In other words, you would be very well advised to keep your lips sealed if ever talking to an accident investigator, and to destroy any evidence that may be used against you or your estate in a court case.

Administrator
Shoreham EGKA, United Kingdom

Peter wrote:

I don’t think anything short of full synthetic vision (e.g. a forward view, along the current trajectory, showing the terrain) will do the job.

I think that is what one needs: something calculates & plot whole safe route in Synthetic-Vision with forward view & full horizon with projected flight path trajectory?

Bellow 1000ft agl with terrain around flight rules and weather conditions are irrelevant, if one has to pull/push nose more than few degrees to avoid terrain then he has less understanding of how piston aircraft flies (once got wrong impression that my engine had problems before turning back not that fresh POH performance is way less than extra300 or military jets and 70% terrain gradient, checked my engine, no issues found and I did some maths, the picture is way more clear now, I simply was just lucky that day)

Also for fast SEP touring at MTOW, tactical turn back or climb above terrain are really theoretical concepts, one is fixated on flying A to B as fast as possible, that works well while staying above MSA, and one can maybe leave that “slow light weight local flight” for latter? (or even better: mountain scenery flying in a cub or mountain wave flying in a glider)

Last Edited by Ibra at 16 Jun 11:09
Paris/Essex, France/UK, United Kingdom

Probably not, since this guy was well known to be using SD. And prob99 he was in VMC…

I don’t think anything short of full synthetic vision (e.g. a forward view, along the current trajectory, showing the terrain) will do the job.

Administrator
Shoreham EGKA, United Kingdom

172driver wrote:

All you need is an iPad running ForeFlight and you’re good.

Or SkyDemon or…..

ESKC (Uppsala/Sundbro), Sweden

Peter wrote:

Stefan had an Aspen IFD1000, and the old TB20GT cockpit.

The Aspen can have synthetic vision but this one probably did not. It is vicciously expensive for a piece of software (3000 $ I believe).

Any GNS430W with Terrain would have done the same job too. The tragedy is, they flew up a valley and had they just continued it, would probably not have hit anything… I wonder what prompted that right turn into the mountainside.

Even the portables do it, I wonder if the apps mentioned in the ipad don’t. My Garmin does a pretty good representation of terrain.

LSZH(work) LSZF (GA base), Switzerland

Peter wrote:

Airliners nowadays have GPWS which uses a topo map together with GPS to warn the pilots, and there are extras like “sink rate” and “five hundred” etc etc. But light GA mostly has nothing.

All you need is an iPad running ForeFlight and you’re good.

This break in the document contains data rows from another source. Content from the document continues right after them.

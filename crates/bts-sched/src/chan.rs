//! Logical channel descriptors and per-channel scheduler state.

use bts_core::chan_nr::{LID_DEDIC, LID_SACCH};
use bts_core::{Sbit, Ubit};

use crate::meas::MeasState;

/// Logical channel slots a timeslot's multiframe can dispatch to.
/// Discriminants index [`TRX_CHAN_DESC`].
#[derive(Debug, Clone, Copy, PartialEq, Eq)]
#[repr(u8)]
pub enum TrxChanType {
    Idle = 0,
    Fcch,
    Sch,
    Bcch,
    Rach,
    Ccch,
    TchF,
    TchH0,
    TchH1,
    Sdcch4_0,
    Sdcch4_1,
    Sdcch4_2,
    Sdcch4_3,
    Sdcch8_0,
    Sdcch8_1,
    Sdcch8_2,
    Sdcch8_3,
    Sdcch8_4,
    Sdcch8_5,
    Sdcch8_6,
    Sdcch8_7,
    SacchTF,
    SacchTH0,
    SacchTH1,
    Sacch4_0,
    Sacch4_1,
    Sacch4_2,
    Sacch4_3,
    Sacch8_0,
    Sacch8_1,
    Sacch8_2,
    Sacch8_3,
    Sacch8_4,
    Sacch8_5,
    Sacch8_6,
    Sacch8_7,
    Pdtch,
    Ptcch,
    Cbch,
}

pub const TRX_CHAN_MAX: usize = 39;

/// Ready-to-send handling for a channel.
#[derive(Debug, Clone, Copy, PartialEq, Eq)]
pub enum RtsKind {
    None,
    Data,
    Tchf,
    Tchh,
}

/// Downlink burst production for a channel.
#[derive(Debug, Clone, Copy, PartialEq, Eq)]
pub enum DlKind {
    None,
    Idle,
    Fcch,
    Sch,
    Data,
    Tchf,
    Tchh,
    Pdtch,
}

/// Uplink burst consumption for a channel.
#[derive(Debug, Clone, Copy, PartialEq, Eq)]
pub enum UlKind {
    None,
    Rach,
    Data,
    Tchf,
    Tchh,
    Pdtch,
}

/// Static properties of one logical channel slot.
#[derive(Debug, Clone, Copy)]
pub struct TrxChanDesc {
    pub chan: TrxChanType,
    pub pdch: bool,
    /// RSL chan_nr base (subchannel bits included), 0 for internal channels
    pub chan_nr: u8,
    pub link_id: u8,
    pub name: &'static str,
    pub rts: RtsKind,
    pub dl: DlKind,
    pub ul: UlKind,
    /// Active without explicit channel activation
    pub auto_active: bool,
}

const fn desc(
    chan: TrxChanType,
    pdch: bool,
    chan_nr: u8,
    link_id: u8,
    name: &'static str,
    rts: RtsKind,
    dl: DlKind,
    ul: UlKind,
    auto_active: bool,
) -> TrxChanDesc {
    TrxChanDesc { chan, pdch, chan_nr, link_id, name, rts, dl, ul, auto_active }
}

use DlKind as D;
use RtsKind as R;
use TrxChanType as C;
use UlKind as U;

#[rustfmt::skip]
pub static TRX_CHAN_DESC: [TrxChanDesc; TRX_CHAN_MAX] = [
    desc(C::Idle,     false, 0x00, LID_DEDIC, "IDLE",        R::None, D::Idle,  U::None,  true),
    desc(C::Fcch,     false, 0x00, LID_DEDIC, "FCCH",        R::None, D::Fcch,  U::None,  true),
    desc(C::Sch,      false, 0x00, LID_DEDIC, "SCH",         R::None, D::Sch,   U::None,  true),
    desc(C::Bcch,     false, 0x80, LID_DEDIC, "BCCH",        R::Data, D::Data,  U::None,  true),
    desc(C::Rach,     false, 0x88, LID_DEDIC, "RACH",        R::None, D::None,  U::Rach,  true),
    desc(C::Ccch,     false, 0x90, LID_DEDIC, "CCCH",        R::Data, D::Data,  U::None,  true),
    desc(C::TchF,     false, 0x08, LID_DEDIC, "TCH/F",       R::Tchf, D::Tchf,  U::Tchf,  false),
    desc(C::TchH0,    false, 0x10, LID_DEDIC, "TCH/H(0)",    R::Tchh, D::Tchh,  U::Tchh,  false),
    desc(C::TchH1,    false, 0x18, LID_DEDIC, "TCH/H(1)",    R::Tchh, D::Tchh,  U::Tchh,  false),
    desc(C::Sdcch4_0, false, 0x20, LID_DEDIC, "SDCCH/4(0)",  R::Data, D::Data,  U::Data,  false),
    desc(C::Sdcch4_1, false, 0x28, LID_DEDIC, "SDCCH/4(1)",  R::Data, D::Data,  U::Data,  false),
    desc(C::Sdcch4_2, false, 0x30, LID_DEDIC, "SDCCH/4(2)",  R::Data, D::Data,  U::Data,  false),
    desc(C::Sdcch4_3, false, 0x38, LID_DEDIC, "SDCCH/4(3)",  R::Data, D::Data,  U::Data,  false),
    desc(C::Sdcch8_0, false, 0x40, LID_DEDIC, "SDCCH/8(0)",  R::Data, D::Data,  U::Data,  false),
    desc(C::Sdcch8_1, false, 0x48, LID_DEDIC, "SDCCH/8(1)",  R::Data, D::Data,  U::Data,  false),
    desc(C::Sdcch8_2, false, 0x50, LID_DEDIC, "SDCCH/8(2)",  R::Data, D::Data,  U::Data,  false),
    desc(C::Sdcch8_3, false, 0x58, LID_DEDIC, "SDCCH/8(3)",  R::Data, D::Data,  U::Data,  false),
    desc(C::Sdcch8_4, false, 0x60, LID_DEDIC, "SDCCH/8(4)",  R::Data, D::Data,  U::Data,  false),
    desc(C::Sdcch8_5, false, 0x68, LID_DEDIC, "SDCCH/8(5)",  R::Data, D::Data,  U::Data,  false),
    desc(C::Sdcch8_6, false, 0x70, LID_DEDIC, "SDCCH/8(6)",  R::Data, D::Data,  U::Data,  false),
    desc(C::Sdcch8_7, false, 0x78, LID_DEDIC, "SDCCH/8(7)",  R::Data, D::Data,  U::Data,  false),
    desc(C::SacchTF,  false, 0x08, LID_SACCH, "SACCH/TF",    R::Data, D::Data,  U::Data,  false),
    desc(C::SacchTH0, false, 0x10, LID_SACCH, "SACCH/TH(0)", R::Data, D::Data,  U::Data,  false),
    desc(C::SacchTH1, false, 0x18, LID_SACCH, "SACCH/TH(1)", R::Data, D::Data,  U::Data,  false),
    desc(C::Sacch4_0, false, 0x20, LID_SACCH, "SACCH/4(0)",  R::Data, D::Data,  U::Data,  false),
    desc(C::Sacch4_1, false, 0x28, LID_SACCH, "SACCH/4(1)",  R::Data, D::Data,  U::Data,  false),
    desc(C::Sacch4_2, false, 0x30, LID_SACCH, "SACCH/4(2)",  R::Data, D::Data,  U::Data,  false),
    desc(C::Sacch4_3, false, 0x38, LID_SACCH, "SACCH/4(3)",  R::Data, D::Data,  U::Data,  false),
    desc(C::Sacch8_0, false, 0x40, LID_SACCH, "SACCH/8(0)",  R::Data, D::Data,  U::Data,  false),
    desc(C::Sacch8_1, false, 0x48, LID_SACCH, "SACCH/8(1)",  R::Data, D::Data,  U::Data,  false),
    desc(C::Sacch8_2, false, 0x50, LID_SACCH, "SACCH/8(2)",  R::Data, D::Data,  U::Data,  false),
    desc(C::Sacch8_3, false, 0x58, LID_SACCH, "SACCH/8(3)",  R::Data, D::Data,  U::Data,  false),
    desc(C::Sacch8_4, false, 0x60, LID_SACCH, "SACCH/8(4)",  R::Data, D::Data,  U::Data,  false),
    desc(C::Sacch8_5, false, 0x68, LID_SACCH, "SACCH/8(5)",  R::Data, D::Data,  U::Data,  false),
    desc(C::Sacch8_6, false, 0x70, LID_SACCH, "SACCH/8(6)",  R::Data, D::Data,  U::Data,  false),
    desc(C::Sacch8_7, false, 0x78, LID_SACCH, "SACCH/8(7)",  R::Data, D::Data,  U::Data,  false),
    desc(C::Pdtch,    true,  0xc0, LID_DEDIC, "PDTCH",       R::Data, D::Pdtch, U::Pdtch, false),
    desc(C::Ptcch,    true,  0xc0, LID_DEDIC, "PTCCH",       R::Data, D::Data,  U::Data,  false),
    // CBCH holds the 0xc8 address for the layout that substitutes it for
    // SDCCH(2); none of the registered multiframes carries a CBCH frame,
    // so nothing dispatches to this slot
    desc(C::Cbch,     false, 0xc8, LID_DEDIC, "CBCH",        R::Data, D::Data,  U::None,  true),
];

impl TrxChanType {
    pub fn index(self) -> usize {
        self as usize
    }

    pub fn desc(self) -> &'static TrxChanDesc {
        &TRX_CHAN_DESC[self as usize]
    }

    pub fn name(self) -> &'static str {
        self.desc().name
    }

    pub fn is_sacch(self) -> bool {
        self.desc().link_id == LID_SACCH
    }
}

/// RSL channel mode (TS 48.058 9.3.6 speech/data indication).
#[derive(Debug, Clone, Copy, PartialEq, Eq, Default)]
pub enum RslChanMode {
    #[default]
    SignOnly,
    Speech,
    Data,
}

/// Traffic channel codec mode.
#[derive(Debug, Clone, Copy, PartialEq, Eq, Default)]
pub enum TchMode {
    #[default]
    None,
    /// FR / HR (speech version 1)
    SpeechV1,
    /// EFR
    SpeechV2,
    /// AMR
    SpeechAmr,
}

/// AMR codec bookkeeping for one channel.
#[derive(Debug, Clone, Copy, Default)]
pub struct AmrState {
    /// Active codec set (frame types), up to 4 entries
    pub codec: [u8; 4],
    pub codecs: u8,
    pub ul_ft: u8,
    pub dl_ft: u8,
    pub ul_cmr: u8,
    pub dl_cmr: u8,
}

/// Ciphering state for one direction.
#[derive(Debug, Clone, Copy)]
pub struct CipherState {
    pub algo: u8,
    pub key: [u8; 8],
}

/// Dynamic scheduler state of one logical channel on one timeslot.
#[derive(Debug, Default)]
pub struct ChanState {
    pub active: bool,

    /// Downlink block spread over burst payloads, present while its
    /// bursts are being played out
    pub dl_bursts: Option<Vec<Ubit>>,
    /// Current downlink block is FACCH (stealing flags set)
    pub dl_facch: bool,

    /// Uplink soft bits collected for the block in progress
    pub ul_bursts: Option<Vec<Sbit>>,
    /// Burst ids collected so far (substituted ones included)
    pub ul_mask: u8,
    /// Burst ids that carried a real (not substituted) burst
    pub ul_real_mask: u8,
    /// Frame number of burst id 0 of the block in progress
    pub ul_first_fn: u32,
    pub ul_rssi_sum: i32,
    pub ul_toa256_sum: i32,

    pub lost_frames: u32,
    pub transmitted: u32,

    pub rsl_cmode: RslChanMode,
    pub tch_mode: TchMode,
    pub amr: AmrState,

    pub dl_cipher: Option<CipherState>,
    pub ul_cipher: Option<CipherState>,

    /// Access burst detection on a dedicated channel during handover
    pub ho_rach_detect: bool,

    pub meas: MeasState,
}

impl ChanState {
    /// Wipe all dynamic state, as done on channel activation.
    pub fn reset(&mut self) {
        *self = ChanState::default();
    }

    /// Drop the uplink block in progress.
    pub fn reset_ul_block(&mut self) {
        self.ul_bursts = None;
        self.ul_mask = 0;
        self.ul_real_mask = 0;
        self.ul_rssi_sum = 0;
        self.ul_toa256_sum = 0;
    }
}

#[cfg(test)]
mod tests {
    use super::*;

    #[test]
    fn test_desc_indexing() {
        for (i, d) in TRX_CHAN_DESC.iter().enumerate() {
            assert_eq!(d.chan.index(), i, "descriptor order broken at {}", d.name);
        }
        assert_eq!(C::Cbch.index(), TRX_CHAN_MAX - 1);
    }

    #[test]
    fn test_sacch_link_ids() {
        assert!(C::SacchTF.is_sacch());
        assert!(C::Sacch8_5.is_sacch());
        assert!(!C::TchF.is_sacch());
        assert!(!C::Sdcch4_2.is_sacch());
    }

    #[test]
    fn test_auto_active_set() {
        let auto: Vec<&str> = TRX_CHAN_DESC.iter().filter(|d| d.auto_active).map(|d| d.name).collect();
        assert_eq!(auto, ["IDLE", "FCCH", "SCH", "BCCH", "RACH", "CCCH", "CBCH"]);
    }
}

Once you get into the valleys, fairly crude displays just become a bit unfathomable for actually navigating around granite.
The GNS 430 for example will give a good understandable warning and depiction approaching high ground from flatlands but I can’t imagine using it in the valley in poor conditions. When it was less than perfect I was using 2x Skydemon plus the 430, and wide eyeballs.
Having flown the route Via Chambery to Albertville, I can’t say I feel much of a time saving over not cutting the corner S/E of Chambery. Even in Nice wx I’d probably still do that as it’s a nice view.
The valley at Albertville isn’t tight but you need space to loose the height of coming over the ridges, so flying around helps with that.

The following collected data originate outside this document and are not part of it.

//! A5/1 keystream generation (TS 55.216 style LFSR cipher).
//!
//! Produces the 228-bit keystream for one frame: the first 114 bits
//! cipher the downlink burst payload, the last 114 the uplink.

use crate::Ubit;
use crate::frame::GsmTime;

const R1_MASK: u32 = (1 << 19) - 1;
const R2_MASK: u32 = (1 << 22) - 1;
const R3_MASK: u32 = (1 << 23) - 1;

// Feedback taps: R1 x^19+x^18+x^17+x^14+1, R2 x^22+x^21+1,
// R3 x^23+x^22+x^21+x^8+1
const R1_TAPS: u32 = 0x072000;
const R2_TAPS: u32 = 0x300000;
const R3_TAPS: u32 = 0x700080;

/// Keystream for one frame: (downlink 114, uplink 114).
pub type Keystream = ([Ubit; 114], [Ubit; 114]);

/// 22-bit COUNT input derived from the frame number.
pub fn fn_count(time: GsmTime) -> u32 {
    (time.t1() << 11) | (time.t3() << 6) | time.t2()
}

/// Keystream for the given algorithm. Algorithm 0 means no ciphering
/// (no keystream); only A5/1 is implemented.
pub fn keystream(algo: u8, key: &[u8; 8], time: GsmTime) -> Option<Keystream> {
    match algo {
        0 => None,
        1 => Some(a5_1(key, fn_count(time))),
        _ => None,
    }
}

fn parity(x: u32) -> u32 {
    (x.count_ones() & 1) as u32
}

struct A51 {
    r1: u32,
    r2: u32,
    r3: u32,
}

impl A51 {
    fn clock_all(&mut self) {
        self.r1 = ((self.r1 << 1) & R1_MASK) | parity(self.r1 & R1_TAPS);
        self.r2 = ((self.r2 << 1) & R2_MASK) | parity(self.r2 & R2_TAPS);
        self.r3 = ((self.r3 << 1) & R3_MASK) | parity(self.r3 & R3_TAPS);
    }

    /// Majority-rule clocking over bits R1[8], R2[10], R3[10].
    fn clock(&mut self) {
        let c1 = (self.r1 >> 8) & 1;
        let c2 = (self.r2 >> 10) & 1;
        let c3 = (self.r3 >> 10) & 1;
        let maj = (c1 + c2 + c3 >= 2) as u32;
        if c1 == maj {
            self.r1 = ((self.r1 << 1) & R1_MASK) | parity(self.r1 & R1_TAPS);
        }
        if c2 == maj {
            self.r2 = ((self.r2 << 1) & R2_MASK) | parity(self.r2 & R2_TAPS);
        }
        if c3 == maj {
            self.r3 = ((self.r3 << 1) & R3_MASK) | parity(self.r3 & R3_TAPS);
        }
    }

    fn output(&self) -> Ubit {
        ((self.r1 >> 18) ^ (self.r2 >> 21) ^ (self.r3 >> 22)) as Ubit & 1
    }
}

fn a5_1(key: &[u8; 8], count: u32) -> Keystream {
    let mut regs = A51 { r1: 0, r2: 0, r3: 0 };

    // Key load, LSB of key[0] first
    for i in 0..64 {
        regs.clock_all();
        let kb = ((key[i >> 3] >> (i & 7)) & 1) as u32;
        regs.r1 ^= kb;
        regs.r2 ^= kb;
        regs.r3 ^= kb;
    }

    // COUNT load
    for i in 0..22 {
        regs.clock_all();
        let fb = (count >> i) & 1;
        regs.r1 ^= fb;
        regs.r2 ^= fb;
        regs.r3 ^= fb;
    }

    // Mix
    for _ in 0..100 {
        regs.clock();
    }

    let mut dl = [0u8; 114];
    let mut ul = [0u8; 114];
    for b in dl.iter_mut() {
        regs.clock();
        *b = regs.output();
    }
    for b in ul.iter_mut() {
        regs.clock();
        *b = regs.output();
    }
    (dl, ul)
}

One option available (was pax when someone did it)
Was climb to MSA then circle down to VMC, over the lake. The lake is huge.

United Kingdom

The vast majority of IFR traffic, all the way from GA to airliners, has no terrain presentation visible to the pilots.

Airliners nowadays have GPWS which uses a topo map together with GPS to warn the pilots, and there are extras like “sink rate” and “five hundred” etc etc. But light GA mostly has nothing.

Stefan had an Aspen IFD1000, and the old TB20GT cockpit.

The fact that he found himself at 5000ft or whatever shows he had no idea there was terrain down there – despite having flown in an AOC bizjet operation for many years so obviously knew where the Alps are.

Even an old Garmin 496 wired to the intercom, like I had for many years before replacing it with the Aera 660 which does the same job, would have prevented this, and many other similar ones.